Yes fillings can come out if they are older, have disease under them or there is breakage of surrounding tooth.
How long should fillings last?
It depends on the type of filling used and your dentist will discuss that with you at the time.
Are white fillings better than silver?
White fillings and silver fillings work well in different situations. Amalgam is a great product that has stood the test of time and is still used today. There were considerations that mercury was leaching out of these older fillings but the scientific evidence is that this doesn’t happen in any significant amount. There were also considerations that amalgam cracked teeth.

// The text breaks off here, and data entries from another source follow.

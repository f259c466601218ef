use std::fmt::Debug;
use std::fmt::Display;
use std::sync::Arc;

use crate::NodeCollection;
use crate::Predicate;
use crate::Scope;
use crate::SoyError;
use crate::SoyResult;
use crate::TreeNode;

type JoinFn<N> = Arc<dyn Fn(&NodeCollection<N>, &NodeCollection<N>) -> NodeCollection<N> + Send + Sync>;

/// What happens when a step leaves the working collection empty.
#[derive(Debug, Clone, Copy, Default, PartialEq, Eq, Hash)]
pub enum TraverseEmpty {
	/// Navigation ends with an empty result once the working collection
	/// and every pushed collection are empty. Stack steps still run on an
	/// empty working collection so saved results are never lost.
	#[default]
	Stop,
	/// Later steps still run. A `pop`, `restart` or join can make the
	/// collection non-empty again.
	Continue,
}

enum Step<N: TreeNode> {
	Filter {
		scope: Scope,
		predicate: Predicate<N>,
	},
	/// Save a copy of the working collection.
	Push,
	/// Save the matching nodes and keep working with the rest.
	PushMatching(Predicate<N>),
	/// Exchange the working collection with the top of the stack.
	Swap,
	/// Replace the working collection with the top of the stack.
	Pop,
	/// Add the working collection to the top of the stack and continue
	/// with the union.
	PopAdd,
	/// `join(current, popped)` becomes the working collection.
	PopAndJoin {
		label: String,
		join: JoinFn<N>,
	},
	/// Continue from the collection navigation started with.
	Restart,
	/// Run a path from each node and union the results.
	Fork(ElementPath<N>),
	Log(String),
}

impl<N: TreeNode> Step<N> {
	/// Steps that read the stack run even when the working collection is
	/// empty.
	fn reads_stack(&self) -> bool {
		matches!(self, Step::Swap | Step::Pop | Step::PopAdd | Step::PopAndJoin { .. })
	}
}

impl<N: TreeNode> Display for Step<N> {
	fn fmt(&self, f: &mut std::fmt::Formatter<'_>) -> std::fmt::Result {
		match self {
			Step::Filter { scope, predicate } => write!(f, "{scope}::{predicate}"),
			Step::Push => f.write_str("push"),
			Step::PushMatching(predicate) => write!(f, "push[{predicate}]"),
			Step::Swap => f.write_str("swap"),
			Step::Pop => f.write_str("pop"),
			Step::PopAdd => f.write_str("pop-add"),
			Step::PopAndJoin { label, .. } => write!(f, "pop-join[{label}]"),
			Step::Restart => f.write_str("restart"),
			Step::Fork(path) => write!(f, "fork[{}]", path.label().unwrap_or("anonymous")),
			Step::Log(label) => write!(f, "log[{label}]"),
		}
	}
}

#[derive(Clone)]
enum Program<N: TreeNode> {
	Steps(Arc<Vec<Step<N>>>),
	/// Union of every path run from the same start, in order.
	Or(Vec<ElementPath<N>>),
	/// The base result minus whatever the excluded paths find.
	Exclude {
		base: Box<ElementPath<N>>,
		excluded: Vec<ElementPath<N>>,
	},
	/// Each path starts from the result of the previous one.
	Append(Vec<ElementPath<N>>),
}

/// A reusable, declarative query over a [`TreeNode`] tree.
///
/// Paths are built once with [`ElementPath::builder`] and navigated any
/// number of times. Every `navigate` call owns its own stack and working
/// collections, so a path can be shared between threads.
///
/// ```
/// use soy_core::ElementKind;
/// use soy_core::ElementPath;
/// use soy_core::ElementSpec;
/// use soy_core::NodeRef;
/// use soy_core::Predicate;
/// use soy_core::SyntaxTree;
///
/// let mut tree = SyntaxTree::new();
/// let file = tree.build_node(ElementKind::SoyFile, None, &ElementSpec::default()).unwrap();
/// let pair = tree.build_node(ElementKind::TemplateTagPair, Some(file), &ElementSpec::default()).unwrap();
/// tree.build_node(ElementKind::TemplateTag, Some(pair), &ElementSpec::named(".hello")).unwrap();
///
/// let path = ElementPath::<NodeRef<'_>>::builder()
/// 	.children(Predicate::kind(ElementKind::TemplateTagPair))
/// 	.children(Predicate::kind(ElementKind::TemplateTag))
/// 	.build()
/// 	.unwrap();
///
/// let root = tree.root().unwrap();
/// let found = path.navigate(&root);
/// assert_eq!(found.len(), 1);
/// ```
#[derive(Clone)]
pub struct ElementPath<N: TreeNode> {
	program: Program<N>,
	traverse_empty: TraverseEmpty,
	label: Option<String>,
}

impl<N: TreeNode> ElementPath<N> {
	pub fn builder() -> PathBuilder<N> {
		PathBuilder::default()
	}

	/// A path that returns its start unchanged.
	pub fn identity() -> Self {
		Self::from_program(Program::Steps(Arc::new(vec![])))
	}

	fn from_program(program: Program<N>) -> Self {
		Self {
			program,
			traverse_empty: TraverseEmpty::Stop,
			label: None,
		}
	}

	pub fn label(&self) -> Option<&str> {
		self.label.as_deref()
	}

	pub fn traverse_empty(&self) -> TraverseEmpty {
		self.traverse_empty
	}

	/// Name this path in traces. Navigation results are unaffected.
	#[must_use]
	pub fn debug(mut self, label: impl Into<String>) -> Self {
		self.label = Some(label.into());
		self
	}

	/// Union this path's results with `other`'s, keeping this path's
	/// results first.
	#[must_use]
	pub fn or(self, other: ElementPath<N>) -> Self {
		Self::from_program(Program::Or(vec![self, other]))
	}

	/// Drop anything `other` finds from the same start.
	#[must_use]
	pub fn exclude(self, other: ElementPath<N>) -> Self {
		Self::from_program(Program::Exclude {
			base: Box::new(self),
			excluded: vec![other],
		})
	}

	/// Continue navigating with `next` from this path's results.
	#[must_use]
	pub fn append(self, next: ElementPath<N>) -> Self {
		Self::from_program(Program::Append(vec![self, next]))
	}

	pub fn navigate(&self, start: &N) -> NodeCollection<N> {
		self.run(&NodeCollection::singleton(start.clone()))
	}

	pub fn navigate_all(&self, start: impl IntoIterator<Item = N>) -> NodeCollection<N> {
		self.run(&start.into_iter().collect())
	}

	fn run(&self, start: &NodeCollection<N>) -> NodeCollection<N> {
		let Some(label) = self.label.as_deref() else {
			return self.execute(start);
		};

		let span = tracing::debug_span!("path", label);
		let _entered = span.enter();
		tracing::debug!(start = start.len(), "begin path");
		let result = self.execute(start);
		tracing::debug!(found = result.len(), "end path");

		result
	}

	fn execute(&self, start: &NodeCollection<N>) -> NodeCollection<N> {
		if start.is_empty() {
			return NodeCollection::new();
		}

		match &self.program {
			Program::Steps(steps) => self.execute_steps(steps, start),
			Program::Or(paths) => {
				let mut found = NodeCollection::new();
				for path in paths {
					found.extend(path.run(start));
				}
				found
			}
			Program::Exclude { base, excluded } => {
				let mut found = base.run(start);
				for path in excluded {
					if found.is_empty() {
						break;
					}
					found = found.without(&path.run(start));
				}
				found
			}
			Program::Append(paths) => {
				let mut found = start.clone();
				for path in paths {
					found = path.run(&found);
				}
				found
			}
		}
	}

	fn execute_steps(&self, steps: &[Step<N>], start: &NodeCollection<N>) -> NodeCollection<N> {
		let mut stack: Vec<NodeCollection<N>> = vec![];
		let mut current = start.clone();

		for (index, step) in steps.iter().enumerate() {
			if self.traverse_empty == TraverseEmpty::Stop
				&& current.is_empty()
				&& !step.reads_stack()
				&& stack.iter().all(|saved| saved.is_empty())
			{
				tracing::trace!(index, "stopped on an empty collection");
				return NodeCollection::new();
			}

			let before = current.len();
			current = self.apply(step, std::mem::take(&mut current), start, &mut stack);
			tracing::trace!(index, %step, before, after = current.len());
		}

		current
	}

	fn apply(
		&self,
		step: &Step<N>,
		current: NodeCollection<N>,
		start: &NodeCollection<N>,
		stack: &mut Vec<NodeCollection<N>>,
	) -> NodeCollection<N> {
		match step {
			Step::Filter { scope, predicate } => {
				let mut found = vec![];
				for node in &current {
					scope.collect(node, predicate, &mut found);
				}
				found.into_iter().collect()
			}
			Step::Push => {
				stack.push(current.clone());
				current
			}
			Step::PushMatching(predicate) => {
				stack.push(current.filtered(|node| predicate.test(node)));
				current.filtered(|node| !predicate.test(node))
			}
			Step::Swap => {
				let popped = self.pop(stack, step);
				stack.push(current);
				popped
			}
			Step::Pop => self.pop(stack, step),
			Step::PopAdd => {
				let mut popped = self.pop(stack, step);
				popped.extend(current);
				popped
			}
			Step::PopAndJoin { join, .. } => {
				let popped = self.pop(stack, step);
				join(&current, &popped)
			}
			Step::Restart => start.clone(),
			Step::Fork(path) => {
				let mut found = NodeCollection::new();
				for node in current {
					found.extend(path.run(&NodeCollection::singleton(node)));
				}
				found
			}
			Step::Log(label) => {
				tracing::debug!(label = label.as_str(), nodes = ?current.to_vec(), "log elements");
				current
			}
		}
	}

	/// Built paths are balanced, so an empty stack here is a broken
	/// invariant rather than bad input.
	fn pop(&self, stack: &mut Vec<NodeCollection<N>>, step: &Step<N>) -> NodeCollection<N> {
		match stack.pop() {
			Some(popped) => popped,
			None => {
				panic!(
					"path `{}` ran `{step}` with nothing pushed",
					self.label().unwrap_or("anonymous")
				)
			}
		}
	}
}

impl<N: TreeNode> Debug for ElementPath<N> {
	fn fmt(&self, f: &mut std::fmt::Formatter<'_>) -> std::fmt::Result {
		let mut debug = f.debug_struct("ElementPath");
		debug.field("label", &self.label);
		debug.field("traverse_empty", &self.traverse_empty);
		match &self.program {
			Program::Steps(steps) => {
				let steps: Vec<String> = steps.iter().map(ToString::to_string).collect();
				debug.field("steps", &steps);
			}
			Program::Or(paths) => {
				debug.field("or", paths);
			}
			Program::Exclude { base, excluded } => {
				debug.field("base", base);
				debug.field("exclude", excluded);
			}
			Program::Append(paths) => {
				debug.field("append", paths);
			}
		}
		debug.finish()
	}
}

/// Collects the steps of an [`ElementPath`]. Stack balance and traversal
/// arguments are checked by [`PathBuilder::build`].
pub struct PathBuilder<N: TreeNode> {
	steps: Vec<Step<N>>,
	traverse_empty: TraverseEmpty,
	label: Option<String>,
}

impl<N: TreeNode> Default for PathBuilder<N> {
	fn default() -> Self {
		Self {
			steps: vec![],
			traverse_empty: TraverseEmpty::default(),
			label: None,
		}
	}
}

impl<N: TreeNode> PathBuilder<N> {
	#[must_use]
	pub fn filter(mut self, scope: Scope, predicate: Predicate<N>) -> Self {
		self.steps.push(Step::Filter { scope, predicate });
		self
	}

	/// Keep the nodes of the working collection that match.
	#[must_use]
	pub fn keep(self, predicate: Predicate<N>) -> Self {
		self.filter(Scope::SelfOnly, predicate)
	}

	#[must_use]
	pub fn children(self, predicate: Predicate<N>) -> Self {
		self.filter(Scope::Children, predicate)
	}

	#[must_use]
	pub fn children_of_children(self, predicate: Predicate<N>) -> Self {
		self.filter(Scope::ChildrenOfChildren, predicate)
	}

	#[must_use]
	pub fn first_child(self, predicate: Predicate<N>) -> Self {
		self.filter(Scope::FirstChild, predicate)
	}

	#[must_use]
	pub fn descendants(self, predicate: Predicate<N>) -> Self {
		self.filter(Scope::Descendants, predicate)
	}

	#[must_use]
	pub fn descendants_within(self, predicate: Predicate<N>, from: usize, to: usize) -> Self {
		self.filter(Scope::DescendantsWithin { from, to }, predicate)
	}

	#[must_use]
	pub fn parent(self, predicate: Predicate<N>) -> Self {
		self.filter(Scope::Parent, predicate)
	}

	#[must_use]
	pub fn ancestors(self, predicate: Predicate<N>) -> Self {
		self.filter(Scope::Ancestors, predicate)
	}

	#[must_use]
	pub fn first_ancestor(self, predicate: Predicate<N>) -> Self {
		self.filter(Scope::FirstAncestor, predicate)
	}

	#[must_use]
	pub fn next_sibling(self, predicate: Predicate<N>) -> Self {
		self.filter(Scope::NextSibling, predicate)
	}

	#[must_use]
	pub fn previous_siblings(self, predicate: Predicate<N>, include_self: bool) -> Self {
		self.filter(Scope::PreviousSiblings { include_self }, predicate)
	}

	#[must_use]
	pub fn next_siblings(self, predicate: Predicate<N>, include_self: bool) -> Self {
		self.filter(Scope::NextSiblings { include_self }, predicate)
	}

	#[must_use]
	pub fn push(mut self) -> Self {
		self.steps.push(Step::Push);
		self
	}

	#[must_use]
	pub fn push_matching(mut self, predicate: Predicate<N>) -> Self {
		self.steps.push(Step::PushMatching(predicate));
		self
	}

	#[must_use]
	pub fn swap(mut self) -> Self {
		self.steps.push(Step::Swap);
		self
	}

	#[must_use]
	pub fn pop(mut self) -> Self {
		self.steps.push(Step::Pop);
		self
	}

	#[must_use]
	pub fn pop_add(mut self) -> Self {
		self.steps.push(Step::PopAdd);
		self
	}

	/// Pop the last pushed collection and replace the working collection
	/// with `join(current, popped)`.
	#[must_use]
	pub fn pop_and_join(
		mut self,
		label: impl Into<String>,
		join: impl Fn(&NodeCollection<N>, &NodeCollection<N>) -> NodeCollection<N> + Send + Sync + 'static,
	) -> Self {
		self.steps.push(Step::PopAndJoin {
			label: label.into(),
			join: Arc::new(join),
		});
		self
	}

	#[must_use]
	pub fn restart(mut self) -> Self {
		self.steps.push(Step::Restart);
		self
	}

	#[must_use]
	pub fn fork(mut self, path: ElementPath<N>) -> Self {
		self.steps.push(Step::Fork(path));
		self
	}

	#[must_use]
	pub fn log(mut self, label: impl Into<String>) -> Self {
		self.steps.push(Step::Log(label.into()));
		self
	}

	/// Append the steps of `next`. Its label and empty policy are dropped.
	#[must_use]
	pub fn then(mut self, next: PathBuilder<N>) -> Self {
		self.steps.extend(next.steps);
		self
	}

	#[must_use]
	pub fn traverse_empty(mut self, policy: TraverseEmpty) -> Self {
		self.traverse_empty = policy;
		self
	}

	#[must_use]
	pub fn debug(mut self, label: impl Into<String>) -> Self {
		self.label = Some(label.into());
		self
	}

	/// Check the program and freeze it into a path.
	pub fn build(self) -> SoyResult<ElementPath<N>> {
		let label = self.label.as_deref().unwrap_or("anonymous");
		let unbalanced = |reason: String| {
			SoyError::UnbalancedPath {
				label: label.to_string(),
				reason,
			}
		};

		let mut depth = 0_usize;
		for (index, step) in self.steps.iter().enumerate() {
			match step {
				Step::Filter { scope, .. } => scope.validate()?,
				Step::Push | Step::PushMatching(_) => depth += 1,
				Step::Swap => {
					if depth == 0 {
						return Err(unbalanced(format!("step {index} `{step}` has nothing to swap with")));
					}
				}
				Step::Pop | Step::PopAdd | Step::PopAndJoin { .. } => {
					if depth == 0 {
						return Err(unbalanced(format!("step {index} `{step}` pops an empty stack")));
					}
					depth -= 1;
				}
				Step::Restart | Step::Fork(_) | Step::Log(_) => {}
			}
		}

		if depth > 0 {
			return Err(unbalanced(format!("{depth} pushed collection(s) never popped")));
		}

		Ok(ElementPath {
			program: Program::Steps(Arc::new(self.steps)),
			traverse_empty: self.traverse_empty,
			label: self.label,
		})
	}
}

This again was found to be unfounded as any disruption to the tooth structure weakens it and can create cracks regardless of the filling in the middle. An amalgam with no fracture lines or chips or decay is in our opinion, perfectly fine to leave as is. Removing a filling takes more tooth structure as well. The alternatives to amalgam are tooth coloured products like resin or ceramic products.
Resin is much more technique sensitive, much trickier to close gaps in back teeth and must stay dry while it is being placed incrementally. The resin products are getting stronger but they are a bit more brittle and do not last quite as long as amalgam. They can also de-bond from time to time. The ceramic options are usually two stage procedures requiring impressions and more time to do. The ceramic solutions are very strong, very pretty but much more expensive. The ceramic is then cemented in place. Dr Stone keeps asking the chemical engineering students for a white amalgam!
Can I get my silver fillings replaced with white ones?
You could but it is not recommended to replace fillings that are stable and not diseased with a new filling. Every time a filling is replaced more tooth structure is removed.